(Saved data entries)
+ + +

use std::net::SocketAddr;
use std::sync::Arc;
use std::time::Duration;

use tokio_util::sync::CancellationToken;
use tracing_subscriber::{layer::SubscriberExt, util::SubscriberInitExt};

use ensemble_api::background::{badge_reaper, schedule_feed};
use ensemble_api::badge::BadgeSessionManager;
use ensemble_api::config::ServerConfig;
use ensemble_api::router::build_app_router;
use ensemble_api::state::AppState;
use ensemble_api::ws;
use ensemble_broker::MqttConnector;
use ensemble_events::{ChangeBus, ChangeListener};

/// How long each background task gets to finish after shutdown starts.
const TASK_SHUTDOWN_TIMEOUT: Duration = Duration::from_secs(5);

#[tokio::main]
async fn main() {
    dotenvy::dotenv().ok();

    // --- Tracing ---
    tracing_subscriber::registry()
        .with(
            tracing_subscriber::EnvFilter::try_from_default_env()
                .unwrap_or_else(|_| "ensemble_api=debug,tower_http=debug".into()),
        )
        .with(tracing_subscriber::fmt::layer())
        .init();

    // --- Configuration ---
    let config = ServerConfig::from_env();
    tracing::info!(
        host = %config.host,
        port = %config.port,
        broker = %config.broker.url,
        topic = %config.broker.topic,
        "Loaded server configuration"
    );

    // --- Database ---
    let database_url = std::env::var("DATABASE_URL").expect("DATABASE_URL must be set");

    let pool = ensemble_db::create_pool(&database_url)
        .await
        .expect("Failed to connect to database");
    tracing::info!("Database connection pool created");

    ensemble_db::health_check(&pool)
        .await
        .expect("Database health check failed");
    tracing::info!("Database health check passed");

    ensemble_db::run_migrations(&pool)
        .await
        .expect("Failed to run database migrations");
    tracing::info!("Database migrations applied");

    let cancel = CancellationToken::new();

    // --- WebSocket manager + heartbeat ---
    let ws_manager = Arc::new(ws::WsManager::new());
    let heartbeat_handle = ws::start_heartbeat(Arc::clone(&ws_manager), cancel.clone());

    // --- Change feed ---
    let change_bus = Arc::new(ChangeBus::default());
    let listener_handle = tokio::spawn(ChangeListener::run(
        pool.clone(),
        Arc::clone(&change_bus),
        cancel.clone(),
    ));
    let feed_handle = tokio::spawn(schedule_feed::run(
        pool.clone(),
        Arc::clone(&ws_manager),
        change_bus.subscribe(),
        cancel.clone(),
    ));
    tracing::info!("Schedule change feed started");

    // --- Badge sessions ---
    let badge_sessions = Arc::new(BadgeSessionManager::new(
        Arc::new(MqttConnector::new(config.broker.clone())),
        config.broker.topic.clone(),
        config.page_base_url.clone(),
        Duration::from_secs(config.badge_session_idle_secs),
        config.badge_max_sessions_per_owner,
    ));
    let reaper_handle = tokio::spawn(badge_reaper::run(
        Arc::clone(&badge_sessions),
        cancel.clone(),
    ));

    // --- App state + router ---
    let state = AppState {
        pool,
        config: Arc::new(config.clone()),
        ws_manager: Arc::clone(&ws_manager),
        badge_sessions: Arc::clone(&badge_sessions),
    };
    let app = build_app_router(state, &config);

    // --- Start server ---
    let addr = SocketAddr::new(
        config.host.parse().expect("Invalid HOST address"),
        config.port,
    );
    tracing::info!(%addr, "Starting server");

    let listener = tokio::net::TcpListener::bind(addr)
        .await
        .expect("Failed to bind to address");

    axum::serve(listener, app)
        .with_graceful_shutdown(shutdown_signal())
        .await
        .expect("Server error");

    // --- Post-shutdown cleanup ---
    tracing::info!("Server stopped accepting connections, cleaning up");

    // Release every broker link before anything else.
    badge_sessions.shutdown_all().await;

    cancel.cancel();
    let _ = tokio::time::timeout(TASK_SHUTDOWN_TIMEOUT, reaper_handle).await;
    let _ = tokio::time::timeout(TASK_SHUTDOWN_TIMEOUT, listener_handle).await;
    let _ = tokio::time::timeout(TASK_SHUTDOWN_TIMEOUT, feed_handle).await;
    let _ = tokio::time::timeout(TASK_SHUTDOWN_TIMEOUT, heartbeat_handle).await;
    tracing::info!("Background tasks stopped");

    let ws_count = ws_manager.connection_count().await;
    tracing::info!(ws_count, "Closing remaining WebSocket connections");
    ws_manager.shutdown_all().await;

    tracing::info!("Graceful shutdown complete");
}

/// Wait for a termination signal to initiate graceful shutdown.
///
/// Handles both SIGINT (Ctrl-C) and SIGTERM (on Unix).
async fn shutdown_signal() {
    let ctrl_c = async {
        tokio::signal::ctrl_c()
            .await
            .expect("Failed to install Ctrl-C handler");
    };

    #[cfg(unix)]
    let terminate = async {
        tokio::signal::unix::signal(tokio::signal::unix::SignalKind::terminate())
            .expect("Failed to install SIGTERM handler")
            .recv()
            .await;
    };

    #[cfg(not(unix))]
    let terminate = std::future::pending::<()>();

    tokio::select! {
        () = ctrl_c => {
            tracing::info!("Received SIGINT (Ctrl-C), starting graceful shutdown");
        }
        () = terminate => {
            tracing::info!("Received SIGTERM, starting graceful shutdown");
        }
    }
}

+ + +

Problem description:
Each of the records is to be written out again without alteration.

Written response:
use std::net::SocketAddr;
use std::sync::Arc;
use std::time::Duration;

use tokio_util::sync::CancellationToken;
use tracing_subscriber::{layer::SubscriberExt, util::SubscriberInitExt};

use ensemble_api::background::{badge_reaper, schedule_feed};
use ensemble_api::badge::BadgeSessionManager;
use ensemble_api::config::ServerConfig;
use ensemble_api::router::build_app_router;
use ensemble_api::state::AppState;
use ensemble_api::ws;
use ensemble_broker::MqttConnector;
use ensemble_events::{ChangeBus, ChangeListener};

/// How long each background task gets to finish after shutdown starts.
const TASK_SHUTDOWN_TIMEOUT: Duration = Duration::from_secs(5);

#[tokio::main]
async fn main() {
    dotenvy::dotenv().ok();

    // --- Tracing ---
    tracing_subscriber::registry()
        .with(
            tracing_subscriber::EnvFilter::try_from_default_env()
                .unwrap_or_else(|_| "ensemble_api=debug,tower_http=debug".into()),
        )
        .with(tracing_subscriber::fmt::layer())
        .init();

    // --- Configuration ---
    let config = ServerConfig::from_env();
    tracing::info!(
        host = %config.host,
        port = %config.port,
        broker = %config.broker.url,
        topic = %config.broker.topic,
        "Loaded server configuration"
    );

    // --- Database ---
    let database_url = std::env::var("DATABASE_URL").expect("DATABASE_URL must be set");

    let pool = ensemble_db::create_pool(&database_url)
        .await
        .expect("Failed to connect to database");
    tracing::info!("Database connection pool created");

    ensemble_db::health_check(&pool)
        .await
        .expect("Database health check failed");
    tracing::info!("Database health check passed");

    ensemble_db::run_migrations(&pool)
        .await
        .expect("Failed to run database migrations");
    tracing::info!("Database migrations applied");

    let cancel = CancellationToken::new();

    // --- WebSocket manager + heartbeat ---
    let ws_manager = Arc::new(ws::WsManager::new());
    let heartbeat_handle = ws::start_heartbeat(Arc::clone(&ws_manager), cancel.clone());

    // --- Change feed ---
    let change_bus = Arc::new(ChangeBus::default());
    let listener_handle = tokio::spawn(ChangeListener::run(
        pool.clone(),
        Arc::clone(&change_bus),
        cancel.clone(),
    ));
    let feed_handle = tokio::spawn(schedule_feed::run(
        pool.clone(),
        Arc::clone(&ws_manager),
        change_bus.subscribe(),
        cancel.clone(),
    ));
    tracing::info!("Schedule change feed started");

    // --- Badge sessions ---
    let badge_sessions = Arc::new(BadgeSessionManager::new(
        Arc::new(MqttConnector::new(config.broker.clone())),
        config.broker.topic.clone(),
        config.page_base_url.clone(),
        Duration::from_secs(config.badge_session_idle_secs),
        config.badge_max_sessions_per_owner,
    ));
    let reaper_handle = tokio::spawn(badge_reaper::run(
        Arc::clone(&badge_sessions),
        cancel.clone(),
    ));

    // --- App state + router ---
    let state = AppState {
        pool,
        config: Arc::new(config.clone()),
        ws_manager: Arc::clone(&ws_manager),
        badge_sessions: Arc::clone(&badge_sessions),
    };
    let app = build_app_router(state, &config);

    // --- Start server ---
    let addr = SocketAddr::new(
        config.host.parse().expect("Invalid HOST address"),
        config.port,
    );
    tracing::info!(%addr, "Starting server");

    let listener = tokio::net::TcpListener::bind(addr)
        .await
        .expect("Failed to bind to address");

    axum::serve(listener, app)
        .with_graceful_shutdown(shutdown_signal())
        .await
        .expect("Server error");

    // --- Post-shutdown cleanup ---
    tracing::info!("Server stopped accepting connections, cleaning up");

    // Release every broker link before anything else.
    badge_sessions.shutdown_all().await;

    cancel.cancel();
    let _ = tokio::time::timeout(TASK_SHUTDOWN_TIMEOUT, reaper_handle).await;
    let _ = tokio::time::timeout(TASK_SHUTDOWN_TIMEOUT, listener_handle).await;
    let _ = tokio::time::timeout(TASK_SHUTDOWN_TIMEOUT, feed_handle).await;
    let _ = tokio::time::timeout(TASK_SHUTDOWN_TIMEOUT, heartbeat_handle).await;
    tracing::info!("Background tasks stopped");

    let ws_count = ws_manager.connection_count().await;
    tracing::info!(ws_count, "Closing remaining WebSocket connections");
    ws_manager.shutdown_all().await;

    tracing::info!("Graceful shutdown complete");
}

/// Wait for a termination signal to initiate graceful shutdown.
///
/// Handles both SIGINT (Ctrl-C) and SIGTERM (on Unix).
async fn shutdown_signal() {
    let ctrl_c = async {
        tokio::signal::ctrl_c()
            .await
            .expect("Failed to install Ctrl-C handler");
    };

    #[cfg(unix)]
    let terminate = async {
        tokio::signal::unix::signal(tokio::signal::unix::SignalKind::terminate())
            .expect("Failed to install SIGTERM handler")
            .recv()
            .await;
    };

    #[cfg(not(unix))]
    let terminate = std::future::pending::<()>();

    tokio::select! {
        () = ctrl_c => {
            tracing::info!("Received SIGINT (Ctrl-C), starting graceful shutdown");
        }
        () = terminate => {
            tracing::info!("Received SIGTERM, starting graceful shutdown");
        }
    }
}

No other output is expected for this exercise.